Where: In connection with my personal body? In the ICU as I was drifting back to consciousness. I'd heard of it before, but not in connection with me or anyone else in the family.
Why: I don't know. Sometimes bad things happen, and there isn't ever a good reason. I just have an overactive immune system, I guess. I may never know the proximate cause. But it doesn't really matter, I just have to deal with the reality I've been given,

Who: my mother.
What: I was making a new notch in my belt because it had gotten too big.
When: September 1, 2006- about two years later.
Where: Ironically, I had been interested in diabetes for years. The first time somebody agreed with me that my symptoms might be diabetes was when I was talking to my boss about my symptoms, about two weeks before I was diagnosed.
Why: 'Cause I'm special.

Who and what and where all go together for me.
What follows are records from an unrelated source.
//! Outreach configuration system.

use chrono::FixedOffset;
use serde::{Deserialize, Serialize};
use std::path::{Path, PathBuf};

use crate::error::{OutreachError, Result};

/// Root configuration.
#[derive(Debug, Clone, Serialize, Deserialize)]
pub struct OutreachConfig {
    /// Fixed UTC offset all schedules are evaluated in, e.g. "+08:00".
    /// Campaigns fire at operator wall-clock time, never implicit UTC.
    #[serde(default = "default_timezone")]
    pub timezone: String,
    #[serde(default)]
    pub scheduler: SchedulerConfig,
    #[serde(default)]
    pub dispatch: DispatchConfig,
    #[serde(default)]
    pub escalation: EscalationConfig,
}

fn default_timezone() -> String {
    "+08:00".into()
}

impl Default for OutreachConfig {
    fn default() -> Self {
        Self {
            timezone: default_timezone(),
            scheduler: SchedulerConfig::default(),
            dispatch: DispatchConfig::default(),
            escalation: EscalationConfig::default(),
        }
    }
}

/// Scheduler runtime tuning.
#[derive(Debug, Clone, Serialize, Deserialize)]
pub struct SchedulerConfig {
    /// Seconds between due-task checks.
    #[serde(default = "default_tick_secs")]
    pub tick_interval_secs: u64,
    /// Upper bound on concurrently executing fired tasks.
    #[serde(default = "default_worker_pool")]
    pub worker_pool_size: usize,
    /// Max overlapping executions of one task.
    #[serde(default = "default_task_instances")]
    pub max_task_instances: usize,
}

fn default_tick_secs() -> u64 {
    30
}
fn default_worker_pool() -> usize {
    20
}
fn default_task_instances() -> usize {
    3
}

impl Default for SchedulerConfig {
    fn default() -> Self {
        Self {
            tick_interval_secs: default_tick_secs(),
            worker_pool_size: default_worker_pool(),
            max_task_instances: default_task_instances(),
        }
    }
}

/// Batch dispatch tuning.
#[derive(Debug, Clone, Serialize, Deserialize)]
pub struct DispatchConfig {
    /// Failed entries are retried until retry_count reaches this ceiling.
    #[serde(default = "default_retry_ceiling")]
    pub retry_ceiling: u32,
    /// Batches larger than this are queued and left for the drain pass
    /// instead of being delivered inline.
    #[serde(default = "default_async_threshold")]
    pub async_batch_threshold: usize,
    /// Max entries one drain pass picks up.
    #[serde(default = "default_drain_batch")]
    pub drain_batch_size: usize,
    /// Transport send timeout in seconds.
    #[serde(default = "default_send_timeout")]
    pub send_timeout_secs: u64,
}

fn default_retry_ceiling() -> u32 {
    3
}
fn default_async_threshold() -> usize {
    10
}
fn default_drain_batch() -> usize {
    50
}
fn default_send_timeout() -> u64 {
    30
}

impl Default for DispatchConfig {
    fn default() -> Self {
        Self {
            retry_ceiling: default_retry_ceiling(),
            async_batch_threshold: default_async_threshold(),
            drain_batch_size: default_drain_batch(),
            send_timeout_secs: default_send_timeout(),
        }
    }
}

/// Operator escalation settings.
#[derive(Debug, Clone, Default, Serialize, Deserialize)]
pub struct EscalationConfig {
    /// Optional HTTP webhook the first failure of a run is posted to.
    /// When unset, escalations are logged only.
    #[serde(default)]
    pub webhook_url: Option<String>,
}

impl OutreachConfig {
    /// Load config from the default path (~/.outreach/config.toml).
    pub fn load() -> Result<Self> {
        let path = Self::default_path();
        if path.exists() {
            Self::load_from(&path)
        } else {
            Ok(Self::default())
        }
    }

    /// Load config from a specific path.
    pub fn load_from(path: &Path) -> Result<Self> {
        let content = std::fs::read_to_string(path)
            .map_err(|e| OutreachError::Config(format!("Failed to read config: {e}")))?;
        let config: Self = toml::from_str(&content)
            .map_err(|e| OutreachError::Config(format!("Failed to parse config: {e}")))?;
        config.tz_offset()?;
        Ok(config)
    }

    /// Save config to the default path.
    pub fn save(&self) -> Result<()> {
        let path = Self::default_path();
        if let Some(parent) = path.parent() {
            std::fs::create_dir_all(parent)?;
        }
        let content = toml::to_string_pretty(self)
            .map_err(|e| OutreachError::Config(format!("Failed to serialize config: {e}")))?;
        std::fs::write(&path, content)?;
        Ok(())
    }

    /// Get the default config path.
    pub fn default_path() -> PathBuf {
        Self::home_dir().join("config.toml")
    }

    /// Base data directory (~/.outreach).
    pub fn home_dir() -> PathBuf {
        dirs::home_dir()
            .unwrap_or_else(|| PathBuf::from("."))
            .join(".outreach")
    }

    /// Default SQLite database path.
    pub fn db_path() -> PathBuf {
        Self::home_dir().join("outreach.db")
    }

    /// The configured schedule offset, parsed. "+08:00" and "-0530"
    /// forms are accepted.
    pub fn tz_offset(&self) -> Result<FixedOffset> {
        parse_offset(&self.timezone)
            .ok_or_else(|| OutreachError::Config(format!("invalid timezone offset: {}", self.timezone)))
    }
}

fn parse_offset(raw: &str) -> Option<FixedOffset> {
    let raw = raw.trim();
    let (sign, rest) = match *raw.as_bytes().first()? {
        b'+' => (1i32, &raw[1..]),
        b'-' => (-1i32, &raw[1..]),
        _ => (1i32, raw),
    };
    let digits: String = rest.chars().filter(|c| c.is_ascii_digit()).collect();
    let (hours, minutes) = match digits.len() {
        1 | 2 => (digits.parse::<i32>().ok()?, 0),
        4 => (
            digits[..2].parse::<i32>().ok()?,
            digits[2..].parse::<i32>().ok()?,
        ),
        _ => return None,
    };
    if hours > 14 || minutes > 59 {
        return None;
    }
    FixedOffset::east_opt(sign * (hours * 3600 + minutes * 60))
}

#[cfg(test)]
mod tests {
    use super::*;

    #[test]
    fn test_defaults() {
        let config = OutreachConfig::default();
        assert_eq!(config.scheduler.worker_pool_size, 20);
        assert_eq!(config.dispatch.retry_ceiling, 3);
        assert_eq!(config.tz_offset().unwrap().local_minus_utc(), 8 * 3600);
    }

    #[test]
    fn test_offset_forms() {
        assert_eq!(
            parse_offset("+08:00").unwrap().local_minus_utc(),
            8 * 3600
        );
        assert_eq!(
            parse_offset("-0530").unwrap().local_minus_utc(),
            -(5 * 3600 + 30 * 60)
        );
        assert_eq!(parse_offset("0").unwrap().local_minus_utc(), 0);
        assert!(parse_offset("+25:00").is_none());
        assert!(parse_offset("abc").is_none());
    }

    #[test]
    fn test_toml_round_trip() {
        let config = OutreachConfig::default();
        let toml_str = toml::to_string_pretty(&config).unwrap();
        let parsed: OutreachConfig = toml::from_str(&toml_str).unwrap();
        assert_eq!(parsed.timezone, config.timezone);
        assert_eq!(
            parsed.dispatch.async_batch_threshold,
            config.dispatch.async_batch_threshold
        );
    }
}
//! Encrypted credential storage.
//!
//! SMTP passwords and authorization codes are persisted only as opaque
//! AES-256 blobs (base64), keyed by a machine-specific key derived from
//! hostname + username. A blob that fails to decrypt is a
//! configuration-class error — distinct from the provider rejecting an
//! otherwise-valid credential.

mod vault;

pub use vault::CredentialVault;
//! Delivery channels. Currently one: SMTP via async lettre.

mod smtp;

pub use smtp::{SmtpChannel, classify_send_error};
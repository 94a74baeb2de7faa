//! Failure escalation — at most one operator alert per dispatcher run.
//!
//! The first failure of a run fires the notifier; every later failure
//! in the same run only bumps the counter. A notifier that itself fails
//! is logged and swallowed; escalation never aborts a run.

use std::sync::Arc;
use std::sync::atomic::{AtomicBool, AtomicU32, Ordering};

use async_trait::async_trait;
use chrono::Utc;
use outreach_core::error::{OutreachError, Result};
use outreach_core::traits::{EscalationAlert, Notifier};
use outreach_core::types::SendingIdentity;

/// Factory handing one [`RunEscalation`] guard to each dispatcher run.
pub struct Escalator {
    notifier: Arc<dyn Notifier>,
}

impl Escalator {
    pub fn new(notifier: Arc<dyn Notifier>) -> Self {
        Self { notifier }
    }

    /// Fresh once-per-run state.
    pub fn begin_run(&self) -> RunEscalation {
        RunEscalation {
            notifier: self.notifier.clone(),
            fired: AtomicBool::new(false),
            failure_count: AtomicU32::new(0),
        }
    }
}

/// Per-run escalation state.
pub struct RunEscalation {
    notifier: Arc<dyn Notifier>,
    fired: AtomicBool,
    failure_count: AtomicU32,
}

impl RunEscalation {
    /// Record a failure; the first one per run notifies the operator.
    pub async fn on_failure(
        &self,
        identity: &SendingIdentity,
        recipient: &str,
        error: &OutreachError,
    ) {
        let count = self.failure_count.fetch_add(1, Ordering::SeqCst) + 1;
        if self.fired.swap(true, Ordering::SeqCst) {
            return;
        }

        let alert = EscalationAlert {
            identity: identity.address.clone(),
            identity_summary: identity.summary(),
            recipient: recipient.to_string(),
            reason: error.to_string(),
            failure_kind: error.kind().as_str().to_string(),
            failure_count: count,
            occurred_at: Utc::now(),
        };
        if let Err(e) = self.notifier.notify(&alert).await {
            tracing::warn!(error = %e, "escalation notification failed; continuing run");
        }
    }

    pub fn failures(&self) -> u32 {
        self.failure_count.load(Ordering::SeqCst)
    }
}

/// Default notifier: the alert lands in the operator's logs.
pub struct LogNotifier;

#[async_trait]
impl Notifier for LogNotifier {
    async fn notify(&self, alert: &EscalationAlert) -> Result<()> {
        tracing::error!(
            identity = %alert.identity,
            recipient = %alert.recipient,
            kind = %alert.failure_kind,
            reason = %alert.reason,
            config = %alert.identity_summary,
            "delivery failure escalated"
        );
        Ok(())
    }
}

/// POSTs the alert as JSON to a configured webhook.
pub struct WebhookNotifier {
    url: String,
    client: reqwest::Client,
}

impl WebhookNotifier {
    pub fn new(url: &str) -> Self {
        Self {
            url: url.to_string(),
            client: reqwest::Client::new(),
        }
    }
}

#[async_trait]
impl Notifier for WebhookNotifier {
    async fn notify(&self, alert: &EscalationAlert) -> Result<()> {
        let resp = self
            .client
            .post(&self.url)
            .json(alert)
            .timeout(std::time::Duration::from_secs(10))
            .send()
            .await
            .map_err(|e| OutreachError::Network(format!("escalation webhook: {e}")))?;

        if resp.status().is_success() {
            Ok(())
        } else {
            Err(OutreachError::Network(format!(
                "escalation webhook returned {}",
                resp.status()
            )))
        }
    }
}

#[cfg(test)]
mod tests {
    use super::*;
    use std::sync::Mutex;

    struct RecordingNotifier {
        alerts: Mutex<Vec<EscalationAlert>>,
        fail: bool,
    }

    impl RecordingNotifier {
        fn new(fail: bool) -> Arc<Self> {
            Arc::new(Self {
                alerts: Mutex::new(Vec::new()),
                fail,
            })
        }
    }

    #[async_trait]
    impl Notifier for RecordingNotifier {
        async fn notify(&self, alert: &EscalationAlert) -> Result<()> {
            self.alerts.lock().unwrap().push(alert.clone());
            if self.fail {
                Err(OutreachError::Network("webhook down".into()))
            } else {
                Ok(())
            }
        }
    }

    fn identity() -> SendingIdentity {
        SendingIdentity {
            id: "i1".into(),
            owner: "op".into(),
            address: "a@example.com".into(),
            sender_name: None,
            smtp_host: "smtp.example.com".into(),
            smtp_port: 587,
            use_tls: true,
            credential: "blob".into(),
            daily_limit: 200,
            signature: None,
            is_default: false,
        }
    }

    #[tokio::test]
    async fn test_fires_once_per_run() {
        let notifier = RecordingNotifier::new(false);
        let escalator = Escalator::new(notifier.clone());
        let run = escalator.begin_run();

        let err = OutreachError::Auth("535 rejected".into());
        for _ in 0..5 {
            run.on_failure(&identity(), "kim@acme.example", &err).await;
        }

        assert_eq!(notifier.alerts.lock().unwrap().len(), 1);
        assert_eq!(run.failures(), 5);
    }

    #[tokio::test]
    async fn test_new_run_fires_again() {
        let notifier = RecordingNotifier::new(false);
        let escalator = Escalator::new(notifier.clone());
        let err = OutreachError::Network("down".into());

        escalator.begin_run().on_failure(&identity(), "a", &err).await;
        escalator.begin_run().on_failure(&identity(), "b", &err).await;

        assert_eq!(notifier.alerts.lock().unwrap().len(), 2);
    }

    #[tokio::test]
    async fn test_alert_payload() {
        let notifier = RecordingNotifier::new(false);
        let escalator = Escalator::new(notifier.clone());
        let run = escalator.begin_run();
        let err = OutreachError::Auth("535 bad credentials".into());
        run.on_failure(&identity(), "kim@acme.example", &err).await;

        let alerts = notifier.alerts.lock().unwrap();
        let alert = &alerts[0];
        assert_eq!(alert.identity, "a@example.com");
        assert_eq!(alert.recipient, "kim@acme.example");
        assert_eq!(alert.failure_kind, "authentication");
        assert_eq!(alert.failure_count, 1);
        assert!(alert.identity_summary.contains("smtp.example.com:587"));
        assert!(alert.reason.contains("535"));
    }

    #[tokio::test]
    async fn test_notifier_failure_swallowed() {
        let notifier = RecordingNotifier::new(true);
        let escalator = Escalator::new(notifier.clone());
        let run = escalator.begin_run();
        let err = OutreachError::Network("down".into());
        // Must not panic or propagate.
        run.on_failure(&identity(), "a", &err).await;
        run.on_failure(&identity(), "b", &err).await;
        assert_eq!(notifier.alerts.lock().unwrap().len(), 1);
    }
}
I had been wondering for a couple months about increased thirst and peeing. Then I started losing weight without trying which at my age (58) was definitely odd. I knew the first two things were indicative of Diabetes but didn't know about the weight loss so I looked it up online and saw it was. So I asked my doctor for a blood test. When they called and said my fasting blood sugar was 325 I didn't know what the number meant, so just said "so that means I have Diabetes?" I wasn't surprised and just assumed I had Type 2 as that "was what people my age got". The doctor assumed the same and I didn't figure out any different for 15 months. When Original diagnosis - July 2007. Correct Diagnosis and treatment - February 2009

why am I lucky? Because I'm smart enough and the internet is here and TuD is here, to figure out I'm actually Type 1. Because I have good insurance (even into retirement) and can pay for my medical needs including my pump. Because I have all of you.